## EXERCISE GOAL
In the data below, which lines contain "message"? List them by copying each one.

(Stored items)
* * * * * * *
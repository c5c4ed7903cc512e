//! Diagnostic types for descriptor checks.

use std::fmt;

/// Severity level for a diagnostic.
#[derive(Debug, Clone, Copy, PartialEq, Eq, PartialOrd, Ord)]
pub enum Severity {
    Warning,
    Error,
}

impl fmt::Display for Severity {
    fn fmt(&self, f: &mut fmt::Formatter<'_>) -> fmt::Result {
        match self {
            Severity::Warning => write!(f, "warning"),
            Severity::Error => write!(f, "error"),
        }
    }
}

/// A single finding about a descriptor.
#[derive(Debug, Clone, PartialEq)]
pub struct Diagnostic {
    pub severity: Severity,
    /// Machine-readable code (e.g. "dlgview::geometry-missing").
    pub code: &'static str,
    pub message: String,
    /// Byte offset of the declaration the finding is about.
    pub offset: Option<usize>,
    pub help: Option<String>,
}

impl Diagnostic {
    pub fn error(code: &'static str, message: impl Into<String>) -> Self {
        Self::new(Severity::Error, code, message)
    }

    pub fn warning(code: &'static str, message: impl Into<String>) -> Self {
        Self::new(Severity::Warning, code, message)
    }

    fn new(severity: Severity, code: &'static str, message: impl Into<String>) -> Self {
        Self {
            severity,
            code,
            message: message.into(),
            offset: None,
            help: None,
        }
    }

    /// Point the diagnostic at a source offset.
    pub fn at(mut self, offset: usize) -> Self {
        self.offset = Some(offset);
        self
    }

    pub fn with_help(mut self, help: impl Into<String>) -> Self {
        self.help = Some(help.into());
        self
    }

    pub fn is_error(&self) -> bool {
        self.severity == Severity::Error
    }
}

/// Diagnostics for one descriptor, in source order.
#[derive(Debug, Clone, Default)]
pub struct ValidationResult {
    diagnostics: Vec<Diagnostic>,
}

impl ValidationResult {
    pub fn new() -> Self {
        Self::default()
    }

    pub fn push(&mut self, diagnostic: Diagnostic) {
        self.diagnostics.push(diagnostic);
    }

    pub fn extend(&mut self, diagnostics: impl IntoIterator<Item = Diagnostic>) {
        self.diagnostics.extend(diagnostics);
    }

    pub fn has_errors(&self) -> bool {
        self.diagnostics.iter().any(Diagnostic::is_error)
    }

    pub fn error_count(&self) -> usize {
        self.diagnostics.iter().filter(|d| d.is_error()).count()
    }

    pub fn warning_count(&self) -> usize {
        self.diagnostics.len() - self.error_count()
    }

    /// No findings at all.
    pub fn is_clean(&self) -> bool {
        self.diagnostics.is_empty()
    }

    /// Order findings by source offset; file-level findings go last.
    pub fn sort(&mut self) {
        self.diagnostics
            .sort_by_key(|d| (d.offset.is_none(), d.offset.unwrap_or(usize::MAX)));
    }

    pub fn iter(&self) -> impl Iterator<Item = &Diagnostic> {
        self.diagnostics.iter()
    }

    /// Diagnostics with a given code.
    pub fn with_code<'a>(&'a self, code: &'a str) -> impl Iterator<Item = &'a Diagnostic> + 'a {
        self.diagnostics.iter().filter(move |d| d.code == code)
    }
}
* * * * * * *
## RESPONSE BELOW
    pub message: String,
    pub fn error(code: &'static str, message: impl Into<String>) -> Self {
        Self::new(Severity::Error, code, message)
    pub fn warning(code: &'static str, message: impl Into<String>) -> Self {
        Self::new(Severity::Warning, code, message)
    fn new(severity: Severity, code: &'static str, message: impl Into<String>) -> Self {
            message: message.into(),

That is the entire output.